Went to tribunal and won. Had the legal advice I could affoard from a solicitor who is now the conservative leader of a local authority. Settled for a couple of hundred quid.
My mate who got sacked at the same time had a union appointed solicitor Got a years salary.
Moral in there somewhere..
Did a contract for a firm a few years ago and the job was to assist a Geo-tech company, involved in oil exploration, to deal with some compliance issues identified by auditors.
It was a strange contract in that a middle manager had already just appointed an accountant internally to perform a similar job. A few weeks into the contract I discovered the accountant they had recently appointed had already done a perfect job. He had forensically identified that a foreign sales rep was in being paid inordinately large amounts of cash for non-existent sales. Further investigation found the foreign sales chap didn't actually exist but it was just a vehicle for bribing Russian oil concerns. The report to the directorship, from me as the contractor, was the same story told previously by their new junior accountant. The FD paid my bill, including considerable expenses abroad, all the fees, and implemented a compliance regime. Contract successful.

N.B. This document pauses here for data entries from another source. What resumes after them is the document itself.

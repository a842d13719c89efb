//! Get-or-create for rows identified by a unique key.
//!
//! `reconcile` looks a row up by its unique key and inserts it when missing.
//! The insert runs inside a savepoint: if another writer stored the same key
//! in the meantime, the unique constraint fires, the savepoint is rolled back
//! and the now-existing row is fetched once more. Any other failure
//! propagates unchanged.

use super::error::{is_unique_violation, StoreError};
use super::models::{Actor, ActorMovie, Genre, GenreMovie};
use super::rows;
use rusqlite::Connection;
use std::fmt::Debug;
use tracing::debug;

/// A row kind that can be found by, and created from, a unique key.
pub trait Reconcilable: Sized {
    /// Table-level name used in diagnostics and `Conflict` errors.
    const ENTITY: &'static str;

    type Key: Debug + ?Sized;

    /// Extra fields only used when inserting.
    type Defaults: Default;

    fn find(conn: &Connection, key: &Self::Key) -> rusqlite::Result<Option<Self>>;

    fn insert(
        conn: &Connection,
        key: &Self::Key,
        defaults: Self::Defaults,
    ) -> rusqlite::Result<Self>;
}

impl Reconcilable for Actor {
    const ENTITY: &'static str = "actor";
    type Key = str;
    type Defaults = ();

    fn find(conn: &Connection, name: &str) -> rusqlite::Result<Option<Self>> {
        rows::find_actor_by_name(conn, name)
    }

    fn insert(conn: &Connection, name: &str, _: ()) -> rusqlite::Result<Self> {
        rows::insert_actor(conn, name)
    }
}

impl Reconcilable for Genre {
    const ENTITY: &'static str = "genre";
    type Key = str;
    type Defaults = ();

    fn find(conn: &Connection, name: &str) -> rusqlite::Result<Option<Self>> {
        rows::find_genre_by_name(conn, name)
    }

    fn insert(conn: &Connection, name: &str, _: ()) -> rusqlite::Result<Self> {
        rows::insert_genre(conn, name)
    }
}

impl Reconcilable for ActorMovie {
    const ENTITY: &'static str = "actor_movie";
    type Key = ActorMovie;
    type Defaults = ();

    fn find(conn: &Connection, link: &ActorMovie) -> rusqlite::Result<Option<Self>> {
        rows::find_actor_link(conn, link)
    }

    fn insert(conn: &Connection, link: &ActorMovie, _: ()) -> rusqlite::Result<Self> {
        rows::insert_actor_link(conn, link)?;
        Ok(*link)
    }
}

impl Reconcilable for GenreMovie {
    const ENTITY: &'static str = "genre_movie";
    type Key = GenreMovie;
    type Defaults = ();

    fn find(conn: &Connection, link: &GenreMovie) -> rusqlite::Result<Option<Self>> {
        rows::find_genre_link(conn, link)
    }

    fn insert(conn: &Connection, link: &GenreMovie, _: ()) -> rusqlite::Result<Self> {
        rows::insert_genre_link(conn, link)?;
        Ok(*link)
    }
}

/// Find the row stored under `key`, creating it when absent.
pub fn reconcile<T: Reconcilable>(conn: &Connection, key: &T::Key) -> Result<T, StoreError> {
    reconcile_with_defaults(conn, key, T::Defaults::default())
}

/// Like [`reconcile`], with `defaults` applied only if a row gets inserted.
pub fn reconcile_with_defaults<T: Reconcilable>(
    conn: &Connection,
    key: &T::Key,
    defaults: T::Defaults,
) -> Result<T, StoreError> {
    if let Some(existing) = T::find(conn, key)? {
        return Ok(existing);
    }

    match insert_in_savepoint::<T>(conn, key, defaults) {
        Ok(created) => Ok(created),
        Err(StoreError::Conflict { entity, key: conflict_key }) => {
            debug!(
                "Lost insert race for {} {}, fetching the stored row",
                entity, conflict_key
            );
            match T::find(conn, key)? {
                Some(existing) => Ok(existing),
                None => Err(StoreError::Conflict {
                    entity,
                    key: conflict_key,
                }),
            }
        }
        Err(e) => Err(e),
    }
}

fn insert_in_savepoint<T: Reconcilable>(
    conn: &Connection,
    key: &T::Key,
    defaults: T::Defaults,
) -> Result<T, StoreError> {
    conn.execute_batch("SAVEPOINT reconcile")?;
    match T::insert(conn, key, defaults) {
        Ok(created) => {
            conn.execute_batch("RELEASE reconcile")?;
            Ok(created)
        }
        Err(err) => {
            conn.execute_batch("ROLLBACK TO reconcile; RELEASE reconcile")?;
            if is_unique_violation(&err) {
                Err(StoreError::Conflict {
                    entity: T::ENTITY,
                    key: format!("{:?}", key),
                })
            } else {
                Err(StoreError::Sqlite(err))
            }
        }
    }
}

I then discovered the middle manager soon sacked the accountant as he was on probation. This was closely followed by the directorship sacking the middle manager.
When changes in the business environment occur, companies are forced to act, but often they can't deal with it internally. It also shows that some people are sacked in the probationary period because they are just too good at their job, refuse to compromise their professional standards, and their skills can expose failing in the person making the appointment. I also learnt there was no oil reserves in Switzerland (strangely their geologists kept telling me this) and am always amazed when companies hire contractors to tell them something they already know. In this instance the over performing accountant, who was sacked in the probationary period, had the perfect answer to 'why did you leave your last job', and was promptly appointed to a large firm of auditors. It was they who had flagged up the issue in the first place. A case of weeding out both the incompetent and the over-competent, when both are not desired or required.
Should have charged more for that one?